Le drive-in, cet objet oublié du XXème siècle !

A l’aube du confinement en avril 2020, le drive-in ( cinéma en plein air avec la voiture ) redevient à la mode.

Oui, regarder un film de cinéma dans sa voiture, loin des autres. Une barrière de distanciation tellement évidente !

Temps de lecture : 5′ !

Le drive-in ( ciné parc ) est un usage qui a disparu au fil des décennies.

Aux États unis, il existait plus de 5000 drive-in.

Dans les années 1950, le drive-in était souvent le seul moyen de profiter du cinéma.

Le territoire américain étant si vaste que les infrastructures cinématographiques n’existaient pas dans beaucoup de contrées américaines.

En avril 2020, pendant le confinement dû à la pandémie du coronavirus, le retour du drive-in est de retour !

Il répond à une problématique simple : sanitaire.

Autant dans un cinéma classique, des centaines de sièges côté à côté ne permettent pas la distanciation physique,

Autant la voiture est le rempart à se distancer de ses voisins de cinéma.

Le succès pendant la pandémie du covid19.

Autokino à Essen, l’un des deux drive-in en Allemagne, affiche complet tous les soirs – les projections en plein air ne peuvent se dérouler que la nuit – depuis mars 2020, au moment des premières mesures de confinement dans le pays.

Le drive-in pourrait-il revenir durablement dans nos territoires ?

Reprendre les usages d’autrefois, c’est l’effet jogging !

L’effet jogging est celui-ci : on pensait que les voitures nous feraient définitivement arrêter de marcher, de courir.

Et pourtant c’est l’irrésistible propension qu’a l’homme à résister à la technique, et de se réapproprier soi même ce qu’il est ; et d’anciens usages.  C’est que face à la voiture, on a plutôt réinventer le jogging.

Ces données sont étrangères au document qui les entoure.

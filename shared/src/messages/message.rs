use serde::{Deserialize, Serialize};
use serde_json::Value;

use crate::{Change, EntityId, MessageError};

/// A message exchanged between the Authority and a Dependent
#[derive(Clone, Debug, PartialEq, Serialize, Deserialize)]
#[serde(tag = "kind", content = "body", rename_all = "camelCase")]
pub enum Message {
    /// One-time handshake carrying the full schema and the full Root subtree
    Init { schema: Vec<Value>, root: Value },
    /// Subscribes the sender to changes of `entity_id` within `depth` levels
    #[serde(rename_all = "camelCase")]
    Register { entity_id: EntityId, depth: i32 },
    /// Announces a class fragment
    AddSchema { fragment: Value },
    /// A single graph mutation
    Change(Change),
    /// Asks for the shallow record of `entity_id`
    #[serde(rename_all = "camelCase")]
    Fetch { entity_id: EntityId },
    /// Shallow record answering a `Fetch`
    Snapshot { record: Value },
}

impl Message {
    pub fn kind(&self) -> &'static str {
        match self {
            Message::Init { .. } => "init",
            Message::Register { .. } => "register",
            Message::AddSchema { .. } => "addSchema",
            Message::Change(_) => "change",
            Message::Fetch { .. } => "fetch",
            Message::Snapshot { .. } => "snapshot",
        }
    }

    pub fn to_bytes(&self) -> Result<Vec<u8>, MessageError> {
        serde_json::to_vec(self).map_err(|error| MessageError::Encode {
            kind: self.kind(),
            reason: error.to_string(),
        })
    }

    pub fn from_bytes(payload: &[u8]) -> Result<Self, MessageError> {
        serde_json::from_slice(payload).map_err(|error| MessageError::Decode {
            payload_size: payload.len(),
            reason: error.to_string(),
        })
    }
}

#[cfg(test)]
mod tests {
    use serde_json::json;

    use super::*;

    #[test]
    fn register_uses_wire_names() {
        let message = Message::Register {
            entity_id: EntityId::new("Root"),
            depth: -1,
        };
        let encoded: Value = serde_json::from_slice(&message.to_bytes().unwrap()).unwrap();
        assert_eq!(
            encoded,
            json!({ "kind": "register", "body": { "entityId": "Root", "depth": -1 } })
        );
    }

    #[test]
    fn change_body_is_the_bare_change() {
        let payload = json!({
            "kind": "change",
            "body": { "item": "Browser-1", "name": "x", "type": "update", "newValue": 0.3 }
        });
        let message = Message::from_bytes(payload.to_string().as_bytes()).unwrap();
        let Message::Change(change) = message else {
            panic!("expected a change, got {:?}", message);
        };
        assert_eq!(change.item(), "Browser-1");
        assert_eq!(change.property(), "x");
    }

    #[test]
    fn malformed_payload_reports_its_size() {
        let error = Message::from_bytes(b"{\"kind\":").unwrap_err();
        assert!(matches!(error, MessageError::Decode { payload_size: 8, .. }));
    }
}
pub mod error;

use error::TransportError;

/// Sends whole message payloads to the peer of a connection. The channel is
/// expected to be reliable and ordered.
pub trait MessageSender: Send {
    fn send(&mut self, payload: &[u8]) -> Result<(), TransportError>;
}

/// Receives whole message payloads from the peer of a connection
pub trait MessageReceiver: Send {
    /// Returns the next payload, or `None` if nothing has arrived yet
    fn receive(&mut self) -> Result<Option<Vec<u8>>, TransportError>;
}
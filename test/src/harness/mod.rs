//! An Authority and any number of Dependents wired through local links

use graft_client::{Dependent, DependentConfig, DependentError};
use graft_server::{
    Authority, AuthorityConfig, AuthorityError, ChangeEvent, ConnectionKey, ErrorEvent,
};
use graft_shared::{Change, MemoryStore, PersistenceAdapter};
use serde_json::Value;

use crate::{fixtures, LocalLink, LocalTransportPair};

const MAX_ROUNDS: usize = 32;

pub struct TestDependent {
    pub dependent: Dependent,
    pub key: ConnectionKey,
    pub link: LocalLink,
    pub store: MemoryStore,
}

/// What happened during one `TestNetwork::exchange`
#[derive(Default)]
pub struct Exchange {
    pub authority_changes: Vec<(ConnectionKey, Change)>,
    pub authority_errors: Vec<AuthorityError>,
    pub dependent_changes: Vec<Vec<Change>>,
    pub dependent_errors: Vec<Vec<DependentError>>,
    pub rounds: usize,
}

pub struct TestNetwork {
    pub authority: Authority,
    pub store: MemoryStore,
    dependents: Vec<TestDependent>,
}

impl TestNetwork {
    /// An Authority booted over an empty store
    pub fn new() -> Self {
        Self::with_store(MemoryStore::new())
    }

    /// An Authority booted over a store holding `fixtures::tree()`
    pub fn seeded() -> Self {
        let store = MemoryStore::new();
        seed(&store, &fixtures::tree());
        Self::with_store(store)
    }

    pub fn with_store(store: MemoryStore) -> Self {
        Self::with_config(AuthorityConfig::default(), store)
    }

    pub fn with_config(config: AuthorityConfig, store: MemoryStore) -> Self {
        let _ = env_logger::try_init();
        let authority = Authority::new(config, fixtures::context(), store.clone()).unwrap();
        Self {
            authority,
            store,
            dependents: Vec::new(),
        }
    }

    /// Connects a Dependent reading from the Authority's own store
    pub fn add_shared_dependent(&mut self) -> usize {
        self.add_dependent(self.store.clone())
    }

    /// Connects a Dependent reading from `store`. Returns its index.
    pub fn add_dependent(&mut self, store: MemoryStore) -> usize {
        let pair = LocalTransportPair::new();
        let key = self
            .authority
            .connect(pair.authority_sender, pair.authority_receiver);
        let dependent = Dependent::new(
            DependentConfig::default(),
            fixtures::context(),
            store.clone(),
            pair.dependent_sender,
            pair.dependent_receiver,
        );
        self.dependents.push(TestDependent {
            dependent,
            key,
            link: pair.link,
            store,
        });
        self.dependents.len() - 1
    }

    pub fn dependent(&mut self, index: usize) -> &mut Dependent {
        &mut self.dependents[index].dependent
    }

    pub fn test_dependent(&self, index: usize) -> &TestDependent {
        &self.dependents[index]
    }

    /// Lets every process receive until no payload is left in flight
    pub fn exchange(&mut self) -> Exchange {
        let mut exchange = Exchange {
            dependent_changes: vec![Vec::new(); self.dependents.len()],
            dependent_errors: vec![Vec::new(); self.dependents.len()],
            ..Default::default()
        };
        while exchange.rounds < MAX_ROUNDS {
            exchange.rounds += 1;

            let mut events = self.authority.receive();
            exchange
                .authority_changes
                .extend(events.read::<ChangeEvent>());
            exchange.authority_errors.extend(events.read::<ErrorEvent>());

            for (index, test_dependent) in self.dependents.iter_mut().enumerate() {
                let mut events = test_dependent.dependent.receive();
                exchange.dependent_changes[index]
                    .extend(events.read::<graft_client::ChangeEvent>());
                exchange.dependent_errors[index]
                    .extend(events.read::<graft_client::ErrorEvent>());
            }

            let in_flight: usize = self
                .dependents
                .iter()
                .map(|test_dependent| test_dependent.link.pending())
                .sum();
            if in_flight == 0 {
                break;
            }
        }
        exchange
    }
}

impl Default for TestNetwork {
    fn default() -> Self {
        Self::new()
    }
}

/// Writes `record` and everything nested in it to `store`
pub fn seed(store: &MemoryStore, record: &Value) {
    let ctx = fixtures::context();
    PersistenceAdapter::new(store.clone())
        .persist(&ctx.schemas, record)
        .unwrap();
}

/// Reads the raw stored record of `key`
pub fn stored(store: &MemoryStore, key: &str) -> Option<Value> {
    use graft_shared::Store;

    store
        .get(key)
        .unwrap()
        .map(|data| serde_json::from_slice(&data).unwrap())
}
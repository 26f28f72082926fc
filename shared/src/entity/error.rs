use thiserror::Error;

use crate::ValidationError;

fn list_errors(errors: &[ValidationError]) -> String {
    errors
        .iter()
        .map(|error| error.to_string())
        .collect::<Vec<_>>()
        .join("; ")
}

/// Errors that can occur while constructing or mutating Entities
#[derive(Debug, Clone, PartialEq, Error)]
pub enum EntityError {
    /// No builder is registered for the record's class tag
    #[error("Unknown class {class_name}: no builder registered")]
    UnknownClass { class_name: String },

    /// A record carried no usable className
    #[error("Record has no className: {record}")]
    MissingClassName { record: String },

    /// A record was not shaped like an entity record
    #[error("Malformed record for {id}: {reason}")]
    MalformedRecord { id: String, reason: String },

    /// The record failed schema validation, nothing was constructed
    #[error("Record {id} of class {class_name} failed validation: {}", list_errors(.errors))]
    Validation {
        id: String,
        class_name: String,
        errors: Vec<ValidationError>,
    },

    /// An Entity with this id already exists in the process
    #[error("Entity id {id} is already in use")]
    DuplicateId { id: String },

    /// Two different builders were registered under one class
    #[error("Class {class_name} already has a different builder registered")]
    BuilderConflict { class_name: String },

    /// The Entity is not present in the instance table
    #[error("Entity {id} not found")]
    EntityNotFound { id: String },

    /// The Entity has no property of that name
    #[error("Entity {id} has no property {property}")]
    PropertyNotFound { id: String, property: String },

    /// The property exists but is of another kind
    #[error("Property {property} of entity {id} is a {actual}, expected a {expected}")]
    WrongPropertyKind {
        id: String,
        property: String,
        expected: &'static str,
        actual: &'static str,
    },

    /// Container operation on a key that does not exist
    #[error("Container {container} of entity {id} has no key {key}")]
    ContainerKeyNotFound {
        id: String,
        container: String,
        key: String,
    },

    /// Positional list operation outside of the list
    #[error("List index {index} out of bounds (length {len})")]
    ListIndexOutOfBounds { index: usize, len: usize },
}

Et courir. Sans but, juste courir sur un tapis roulant. A lire ici : l’effet jogging.

Alors les usages reviennent délicatement.

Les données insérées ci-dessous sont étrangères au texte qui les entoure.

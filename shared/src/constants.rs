/// Record field holding the entity id
pub const ID_FIELD: &str = "id";
/// Record field holding the parent entity id
pub const PARENT_ID_FIELD: &str = "parentId";
/// Record field holding the name of the parent property the entity lives in
pub const PARENT_PROPERTY_FIELD: &str = "parentProperty";
/// Record field holding the concrete class tag
pub const CLASS_NAME_FIELD: &str = "className";
/// Record field holding the display name
pub const NAME_FIELD: &str = "name";

/// Fields every entity record carries, handled outside of the typed properties
pub const HEADER_FIELDS: [&str; 5] = [
    ID_FIELD,
    PARENT_ID_FIELD,
    PARENT_PROPERTY_FIELD,
    CLASS_NAME_FIELD,
    NAME_FIELD,
];

/// Id of the self-parented root of every graph
pub const ROOT_ID: &str = "Root";

/// Class name of the abstract base every class extends
pub const ENTITY_CLASS: &str = "Entity";

/// Depth value requesting an entire subtree
pub const FULL_DEPTH: i32 = -1;

pub fn is_header_field(name: &str) -> bool {
    HEADER_FIELDS.contains(&name)
}
use std::{borrow::Borrow, fmt};

use serde::{Deserialize, Serialize};

/// Globally unique, stable identifier of an Entity in the configuration graph
#[derive(Clone, Debug, Eq, PartialEq, Hash, Ord, PartialOrd, Serialize, Deserialize)]
#[serde(transparent)]
pub struct EntityId(String);

impl EntityId {
    pub fn new<S: Into<String>>(value: S) -> Self {
        Self(value.into())
    }

    /// Generates a fresh id of the form `{class_name}-{suffix}`
    pub fn generate(class_name: &str) -> Self {
        let suffix: String = std::iter::repeat_with(fastrand::alphanumeric)
            .take(10)
            .collect();
        Self(format!("{}-{}", class_name, suffix))
    }

    pub fn as_str(&self) -> &str {
        &self.0
    }
}

impl fmt::Display for EntityId {
    fn fmt(&self, f: &mut fmt::Formatter<'_>) -> fmt::Result {
        f.write_str(&self.0)
    }
}

impl From<&str> for EntityId {
    fn from(value: &str) -> Self {
        Self(value.to_string())
    }
}

impl From<String> for EntityId {
    fn from(value: String) -> Self {
        Self(value)
    }
}

impl From<&EntityId> for EntityId {
    fn from(value: &EntityId) -> Self {
        value.clone()
    }
}

impl Borrow<str> for EntityId {
    fn borrow(&self) -> &str {
        &self.0
    }
}

impl AsRef<str> for EntityId {
    fn as_ref(&self) -> &str {
        &self.0
    }
}

impl PartialEq<str> for EntityId {
    fn eq(&self, other: &str) -> bool {
        self.0 == other
    }
}

impl PartialEq<&str> for EntityId {
    fn eq(&self, other: &&str) -> bool {
        self.0 == *other
    }
}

Comme le drive-in en ces temps de nécessité à rester à distance, dans sa voiture ? Pour continuer à profiter du cinéma ?

Il faut de l’espace ; et seule l’Amérique dispose de ces espaces où on peut venir sur un terrain désaffecté voir un film en grand écran.

Le drive-in était le symbole de la liberté individuelle par excellence.

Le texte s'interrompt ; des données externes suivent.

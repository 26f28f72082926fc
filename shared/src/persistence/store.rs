//! Keyed byte stores backing the Persistence Adapter

use std::{
    collections::HashMap,
    fs, io,
    path::{Path, PathBuf},
    sync::{Arc, Mutex},
};

use crate::PersistenceError;

/// A durable key/value store. Keys are entity ids.
pub trait Store: Send {
    /// Reads the value under `key`, `None` if absent
    fn get(&self, key: &str) -> Result<Option<Vec<u8>>, PersistenceError>;

    /// Writes `data` under `key`, replacing any previous value
    fn set(&self, key: &str, data: &[u8]) -> Result<(), PersistenceError>;

    /// Removes `key`. Removing an absent key is not an error.
    fn remove(&self, key: &str) -> Result<(), PersistenceError>;

    /// Every key currently stored
    fn keys(&self) -> Result<Vec<String>, PersistenceError>;
}

/// In-memory store. Clones share the same data, so several coordinators
/// can persist into one store.
#[derive(Clone, Debug, Default)]
pub struct MemoryStore {
    data: Arc<Mutex<HashMap<String, Vec<u8>>>>,
}

impl MemoryStore {
    pub fn new() -> Self {
        Self::default()
    }

    fn with_data<T>(
        &self,
        key: &str,
        f: impl FnOnce(&mut HashMap<String, Vec<u8>>) -> T,
    ) -> Result<T, PersistenceError> {
        let mut data = self.data.lock().map_err(|e| PersistenceError::Store {
            key: key.to_string(),
            reason: format!("Failed to acquire lock: {e}"),
        })?;
        Ok(f(&mut data))
    }
}

impl Store for MemoryStore {
    fn get(&self, key: &str) -> Result<Option<Vec<u8>>, PersistenceError> {
        self.with_data(key, |data| data.get(key).cloned())
    }

    fn set(&self, key: &str, value: &[u8]) -> Result<(), PersistenceError> {
        self.with_data(key, |data| {
            data.insert(key.to_string(), value.to_vec());
        })
    }

    fn remove(&self, key: &str) -> Result<(), PersistenceError> {
        self.with_data(key, |data| {
            data.remove(key);
        })
    }

    fn keys(&self) -> Result<Vec<String>, PersistenceError> {
        self.with_data("*", |data| data.keys().cloned().collect())
    }
}

/// One JSON file per key in a directory
#[derive(Clone, Debug)]
pub struct FileStore {
    dir: PathBuf,
}

const FILE_EXTENSION: &str = "json";

impl FileStore {
    /// Opens a store in `dir`, creating the directory if needed
    pub fn open<P: AsRef<Path>>(dir: P) -> Result<Self, PersistenceError> {
        let dir = dir.as_ref().to_path_buf();
        fs::create_dir_all(&dir).map_err(|e| io_error(&dir.to_string_lossy(), e))?;
        Ok(Self { dir })
    }

    pub fn dir(&self) -> &Path {
        &self.dir
    }

    fn path(&self, key: &str) -> PathBuf {
        let file_name: String = key
            .chars()
            .map(|c| {
                if c.is_ascii_alphanumeric() || c == '-' || c == '_' {
                    c
                } else {
                    '_'
                }
            })
            .collect();
        self.dir.join(format!("{}.{}", file_name, FILE_EXTENSION))
    }
}

impl Store for FileStore {
    fn get(&self, key: &str) -> Result<Option<Vec<u8>>, PersistenceError> {
        match fs::read(self.path(key)) {
            Ok(data) => Ok(Some(data)),
            Err(e) if e.kind() == io::ErrorKind::NotFound => Ok(None),
            Err(e) => Err(io_error(key, e)),
        }
    }

    fn set(&self, key: &str, data: &[u8]) -> Result<(), PersistenceError> {
        fs::write(self.path(key), data).map_err(|e| io_error(key, e))
    }

    fn remove(&self, key: &str) -> Result<(), PersistenceError> {
        match fs::remove_file(self.path(key)) {
            Ok(()) => Ok(()),
            Err(e) if e.kind() == io::ErrorKind::NotFound => Ok(()),
            Err(e) => Err(io_error(key, e)),
        }
    }

    fn keys(&self) -> Result<Vec<String>, PersistenceError> {
        let dir_key = self.dir.to_string_lossy();
        let mut keys = Vec::new();
        for entry in fs::read_dir(&self.dir).map_err(|e| io_error(&dir_key, e))? {
            let path = entry.map_err(|e| io_error(&dir_key, e))?.path();
            if path.extension().and_then(|ext| ext.to_str()) != Some(FILE_EXTENSION) {
                continue;
            }
            if let Some(stem) = path.file_stem().and_then(|stem| stem.to_str()) {
                keys.push(stem.to_string());
            }
        }
        keys.sort();
        Ok(keys)
    }
}

fn io_error(key: &str, error: io::Error) -> PersistenceError {
    PersistenceError::Store {
        key: key.to_string(),
        reason: error.to_string(),
    }
}

#[cfg(test)]
mod tests {
    use super::*;

    #[test]
    fn memory_store_clones_share_data() {
        let store = MemoryStore::new();
        let other = store.clone();
        store.set("Root", b"{}").unwrap();

        assert_eq!(other.get("Root").unwrap(), Some(b"{}".to_vec()));
        other.remove("Root").unwrap();
        assert_eq!(store.get("Root").unwrap(), None);
        // removing twice is fine
        store.remove("Root").unwrap();
    }

    #[test]
    fn file_store_writes_one_file_per_key() {
        let dir = std::env::temp_dir().join(format!("graft-store-{}", fastrand::u64(..)));
        let store = FileStore::open(&dir).unwrap();

        store.set("Display-1", b"{\"id\":\"Display-1\"}").unwrap();
        store.set("Browser-1", b"{}").unwrap();
        assert!(dir.join("Display-1.json").exists());
        assert_eq!(store.keys().unwrap(), vec!["Browser-1", "Display-1"]);
        assert_eq!(store.get("Missing").unwrap(), None);

        store.remove("Browser-1").unwrap();
        assert_eq!(store.keys().unwrap(), vec!["Display-1"]);
        fs::remove_dir_all(&dir).unwrap();
    }
}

La voiture, l’élément essentiel de la réussite après guerre était poussée par Ford.

Chaque citoyen américain devait disposer une voiture.

Et chaque citoyen américain devait participer à cette longue chaîne mécanique, industrielle et capitaliste:

Travailler à la chaîne et participer au maillon de l’Amérique industrielle.

Humoristique  et cyniquement illustré par Chaplin, dans les « Temps modernes« .

Le drive-in est ainsi la réalité dans les années 1950 de pouvoir montrer sa réussite sociale. Et  de pouvoir profiter du bien être du divertissement.

Les films proposés sur les drive-in étaient des films de seconde zone : film d’horreur ou de science-fiction, loin de grands films cinématographiques.

Le plus important était ce moment de couple, où le mâle amenait sa petite amie au cinéma. Seuls dans la voiture.

A l’arrêt, la main ne glisse plus sur le boîtier de vitesse, mais sur la jambe blanche sous la jupe de sa dulcinée.

Le drive-in est tout à la fois un moment de vivre un moment d’histoire filmée et la réalité sentimentale avec sa dulcinée. le popcorn et le Coca-Cola imprègnent l’atmosphère de la voiture.

Le drive-in en plein air a disparu.

Il béguait un peu avec la nécessité de la distanciation sociale et l’urgence de ne pas propager ses microbes.

Le cinéma de plein air aujourd’hui.

Le drive-in s’est pourtant transformé depuis le dernier siècle, plus comme un cinéma de plein air. Sans voiture.

Et comme un happening pour rassembler encore le monde.

Le cinéma de plein air s’est immiscé dans les festivals, dans les soirées d’été en plein centre ville.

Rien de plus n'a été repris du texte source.